Well, I’d love to discuss the finer points of the bill itself, but the original post didn’t link anything. All it said was “they want to enact an anti piracy bill they’re fascists wah they want to take copyright-infringing websites offline as per existing laws.”
And I’m far too busy to be googling bills for the sake of an internet debate.
Maybe Zurg actually has a point, but it’s all in the presentation sometimes.
Either way, I’m having trouble seeing how there’s any possible negative to a bill that would only–as far as the topic so far indicates–remove copyright-infringing sites.
Books that publish copyrighted material without permission are illegal. Music sampling, video games, etc. can all be guilty of illegal plagiarism – and those are subsequently prevented from sale. However, freedom of expression has remained intact despite that. No amount of “you can’t make money off someone else’s hard work” has ever led to someone getting their book banned because it said a bad word about the president.
Why should this be any different?
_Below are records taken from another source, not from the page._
impl Converter {
    pub fn new(
        blobs: Arc<dyn BlobStore>,
        documents: Arc<dyn DocumentStore>,
        engine: Arc<dyn TranslationEngine>,
        provider: Arc<dyn SpeechProvider>,
        config: ConversionConfig,
    ) -> Self {
        Self {
            blobs,
            documents,
            translator: BrailleTranslator::new(engine),
            synthesizer: SpeechSynthesizer::new(provider, &config),
            config,
        }
    }

    /// Wire the shipped engine and provider: `lou_translate` and Google
    /// Translate TTS, both configured from `config`.
    pub fn from_config(
        blobs: Arc<dyn BlobStore>,
        documents: Arc<dyn DocumentStore>,
        config: ConversionConfig,
    ) -> Result<Self, ConvertError> {
        let engine = LiblouisEngine::from_config(&config);
        if !engine.is_available() {
            info!(
                "lou_translate not available ({}), Braille will use the fallback table",
                config.lou_translate.display()
            );
        }
        let provider = GoogleTranslateTts::from_config(&config)
            .map_err(|e| ConvertError::InvalidConfig(e.to_string()))?;
        Ok(Self::new(blobs, documents, Arc::new(engine), Arc::new(provider), config))
    }

    pub fn config(&self) -> &ConversionConfig {
        &self.config
    }

    pub fn synthesizer(&self) -> &SpeechSynthesizer {
        &self.synthesizer
    }

    /// Store an uploaded file and record it as a document of `owner_id`.
    ///
    /// Files over `max_upload_bytes` are refused before anything is written.
    /// The format is not checked here; an unsupported file fails when it is
    /// converted.
    pub async fn upload(
        &self,
        owner_id: &str,
        file_name: &str,
        bytes: Vec<u8>,
    ) -> Result<SourceDocument, ConvertError> {
        let size = bytes.len() as u64;
        if size > self.config.max_upload_bytes {
            return Err(ConvertError::FileTooLarge {
                file_name: file_name.to_string(),
                size,
                limit: self.config.max_upload_bytes,
            });
        }

        let uploaded_at = Utc::now();
        let key = original_key(
            &self.config.upload_prefix,
            owner_id,
            uploaded_at.timestamp_millis(),
            file_name,
        );
        let source = self.store_blob(bytes, &key).await?;

        let mut document = SourceDocument::new(owner_id, file_name, size, source.clone());
        document.created_at = uploaded_at;
        if let Err(e) = self.documents.insert(document.clone()).await {
            // Nothing references the fresh blob yet.
            if let Err(del) = self.blobs.delete(&source).await {
                warn!("Could not remove unrecorded upload {}: {}", source, del);
            }
            return Err(ConvertError::StorageWriteFailed {
                key: document.id,
                cause: e.to_string(),
            });
        }

        info!("Uploaded '{}' ({} bytes) for '{}' as {}", file_name, size, owner_id, document.id);
        Ok(document)
    }

    /// Documents of `owner_id`, newest upload first.
    pub async fn documents_of(&self, owner_id: &str) -> Result<Vec<SourceDocument>, ConvertError> {
        self.documents
            .list_by_owner(owner_id)
            .await
            .map_err(|e| ConvertError::SourceUnavailable {
                cause: format!("document listing failed: {e}"),
            })
    }

    /// Convert a document to contracted and uncontracted Braille.
    ///
    /// `requester_id` is recorded in the logs only; artifact keys are scoped by
    /// the document's owner.
    pub async fn convert_to_braille(
        &self,
        document_id: &str,
        requester_id: &str,
    ) -> Result<BrailleOutput, ConvertError> {
        let total_start = Instant::now();
        info!("Braille conversion of '{}' requested by '{}'", document_id, requester_id);
        self.notify_start(document_id, ArtifactKind::Braille);

        let mut stats = ConversionStats::default();
        let (document, text) = self.load_text(document_id, &mut stats).await?;

        self.notify_stage(Stage::Translate);
        let transform_start = Instant::now();
        if text.trim().is_empty() {
            warn!("Document '{}' has no text; storing empty Braille", document_id);
        }
        let translation = self.translator.translate(&text).await;
        stats.transform_ms = transform_start.elapsed().as_millis() as u64;
        debug!(
            "Translated {} chars → {} contracted / {} uncontracted cells in {}ms",
            stats.text_chars,
            translation.contracted.chars().count(),
            translation.uncontracted.chars().count(),
            stats.transform_ms
        );

        self.notify_stage(Stage::Store);
        let store_start = Instant::now();
        let prefix = &self.config.key_prefix;
        let contracted_ref = self
            .store_blob(
                translation.contracted.clone().into_bytes(),
                &contracted_key(prefix, &document.owner_id, &document.id),
            )
            .await?;
        let uncontracted_ref = match self
            .store_blob(
                translation.uncontracted.clone().into_bytes(),
                &uncontracted_key(prefix, &document.owner_id, &document.id),
            )
            .await
        {
            Ok(r) => r,
            Err(e) => {
                self.discard_unlinked(&document.id, &contracted_ref).await;
                return Err(e);
            }
        };

        let artifact = ConversionArtifact::new(
            ArtifactKind::Braille,
            vec![contracted_ref.clone(), uncontracted_ref.clone()],
        );
        self.link(&document.id, artifact).await?;
        stats.store_ms = store_start.elapsed().as_millis() as u64;
        stats.total_ms = total_start.elapsed().as_millis() as u64;

        info!(
            "Braille conversion of '{}' complete in {}ms: {}, {}",
            document.id, stats.total_ms, contracted_ref, uncontracted_ref
        );
        self.notify_complete(&document.id, ArtifactKind::Braille);

        Ok(BrailleOutput {
            document_id: document.id,
            contracted_ref,
            uncontracted_ref,
            contracted: translation.contracted,
            uncontracted: translation.uncontracted,
            stats,
        })
    }

    /// Convert a document to one merged audio file.
    pub async fn convert_to_speech(
        &self,
        document_id: &str,
        requester_id: &str,
    ) -> Result<SpeechOutput, ConvertError> {
        let total_start = Instant::now();
        info!("Speech conversion of '{}' requested by '{}'", document_id, requester_id);
        self.notify_start(document_id, ArtifactKind::Speech);

        let mut stats = ConversionStats::default();
        let (document, text) = self.load_text(document_id, &mut stats).await?;

        self.notify_stage(Stage::Synthesize);
        let transform_start = Instant::now();
        let chunks = self.synthesizer.chunks(&text)?;
        let chunk_count = chunks.len();
        let audio = self.synthesizer.synthesize_chunks(&chunks).await?;
        stats.transform_ms = transform_start.elapsed().as_millis() as u64;
        let byte_len = audio.len();

        self.notify_stage(Stage::Store);
        let store_start = Instant::now();
        let audio_ref = self
            .store_blob(audio, &speech_key(&self.config.key_prefix, &document.id))
            .await?;
        let artifact = ConversionArtifact::new(ArtifactKind::Speech, vec![audio_ref.clone()]);
        self.link(&document.id, artifact).await?;
        stats.store_ms = store_start.elapsed().as_millis() as u64;
        stats.total_ms = total_start.elapsed().as_millis() as u64;

        info!(
            "Speech conversion of '{}' complete in {}ms: {} chunk(s), {} bytes at {}",
            document.id, stats.total_ms, chunk_count, byte_len, audio_ref
        );
        self.notify_complete(&document.id, ArtifactKind::Speech);

        Ok(SpeechOutput {
            document_id: document.id,
            audio_ref,
            chunk_count,
            byte_len,
            stats,
        })
    }

    /// Steps 1–3: find the document, fetch its bytes, extract its text.
    async fn load_text(
        &self,
        document_id: &str,
        stats: &mut ConversionStats,
    ) -> Result<(SourceDocument, String), ConvertError> {
        let document = self
            .documents
            .find(document_id)
            .await
            .map_err(|e| ConvertError::SourceUnavailable {
                cause: format!("document lookup failed: {e}"),
            })?
            .ok_or_else(|| ConvertError::NotFound {
                document_id: document_id.to_string(),
                reason: "no such document".into(),
            })?;

        let source = document.source.clone().ok_or_else(|| ConvertError::NotFound {
            document_id: document_id.to_string(),
            reason: "document has no stored file".into(),
        })?;

        let hint = if document.format_hint.is_empty() {
            crate::model::extension_of(&document.file_name)
        } else {
            document.format_hint.clone()
        };
        let format = DocumentFormat::from_extension(&hint)?;

        self.notify_stage(Stage::Fetch);
        let fetch_start = Instant::now();
        let bytes = self.blobs.get(&source).await.map_err(|e| ConvertError::SourceUnavailable {
            cause: e.to_string(),
        })?;
        stats.fetch_ms = fetch_start.elapsed().as_millis() as u64;
        stats.source_bytes = bytes.len();
        debug!("Fetched {} bytes for '{}' in {}ms", bytes.len(), document_id, stats.fetch_ms);

        self.notify_stage(Stage::Extract);
        let extract_start = Instant::now();
        let text = extract::extract_with_format(bytes, format).await?;
        stats.extract_ms = extract_start.elapsed().as_millis() as u64;
        stats.text_chars = text.chars().count();
        debug!(
            "Extracted {} chars from '{}' ({}) in {}ms",
            stats.text_chars, document.file_name, format, stats.extract_ms
        );

        Ok((document, text))
    }

    async fn store_blob(&self, bytes: Vec<u8>, key: &str) -> Result<BlobRef, ConvertError> {
        self.blobs
            .put(bytes, key)
            .await
            .map_err(|e| ConvertError::StorageWriteFailed {
                key: key.to_string(),
                cause: e.to_string(),
            })
    }

    /// Remove a blob written earlier in a request that failed afterwards.
    ///
    /// Stores that overwrite in place hand back the same reference for the
    /// same key, so the blob may be the one the document links right now; such
    /// a blob is kept.
    async fn discard_unlinked(&self, document_id: &str, blob: &BlobRef) {
        let linked = match self.documents.find(document_id).await {
            Ok(Some(document)) => [ArtifactKind::Braille, ArtifactKind::Speech]
                .into_iter()
                .filter_map(|kind| document.artifact(kind))
                .any(|artifact| artifact.refs.iter().any(|r| r.url == blob.url)),
            Ok(None) => false,
            Err(e) => {
                warn!("Keeping {}: cannot check the document's links: {}", blob, e);
                return;
            }
        };
        if linked {
            debug!("Keeping {}: still linked to '{}'", blob, document_id);
            return;
        }
        match self.blobs.delete(blob).await {
            Ok(()) | Err(StoreError::Missing { .. }) => {}
            Err(e) => warn!("Could not remove orphaned blob {}: {}", blob, e),
        }
    }

    async fn link(
        &self,
        document_id: &str,
        artifact: ConversionArtifact,
    ) -> Result<(), ConvertError> {
        let kind = artifact.kind;
        self.documents
            .update(document_id, artifact)
            .await
            .map_err(|e| ConvertError::StorageWriteFailed {
                key: format!("{document_id}#{kind}"),
                cause: e.to_string(),
            })
    }

    fn notify_start(&self, document_id: &str, kind: ArtifactKind) {
        if let Some(ref cb) = self.config.progress_callback {
            cb.on_conversion_start(document_id, kind);
        }
    }

    fn notify_stage(&self, stage: Stage) {
        debug!("Stage: {}", stage);
        if let Some(ref cb) = self.config.progress_callback {
            cb.on_stage(stage);
        }
    }

    fn notify_complete(&self, document_id: &str, kind: ArtifactKind) {
        if let Some(ref cb) = self.config.progress_callback {
            cb.on_conversion_complete(document_id, kind);
        }
    }
}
It’s nothing more than enforcing existing copyright laws. If they break the law, they get punished and their website goes offline.
Shocking concept, right?
In the original post, this is compared to China, which … does China actually have censored internet? I’m not sure. For the sake of argument, let’s say he meant North Korea. There, yes, they have media embargoes and ban anti-government messages and such.
That’s not what this is about. This is about protecting existing copyrighted material by removing the offending material from the internet. Single-region censorship wouldn’t really help either. That’s the funny thing about the internet. Once it gets out online, it’s REALLY damn hard to get rid of it. Just ask any regretful camwhore.
If they do end up enacting a dubious bill like this, don’t blame the government. Blame the dumbass pirates that forced their hand to do this to begin with.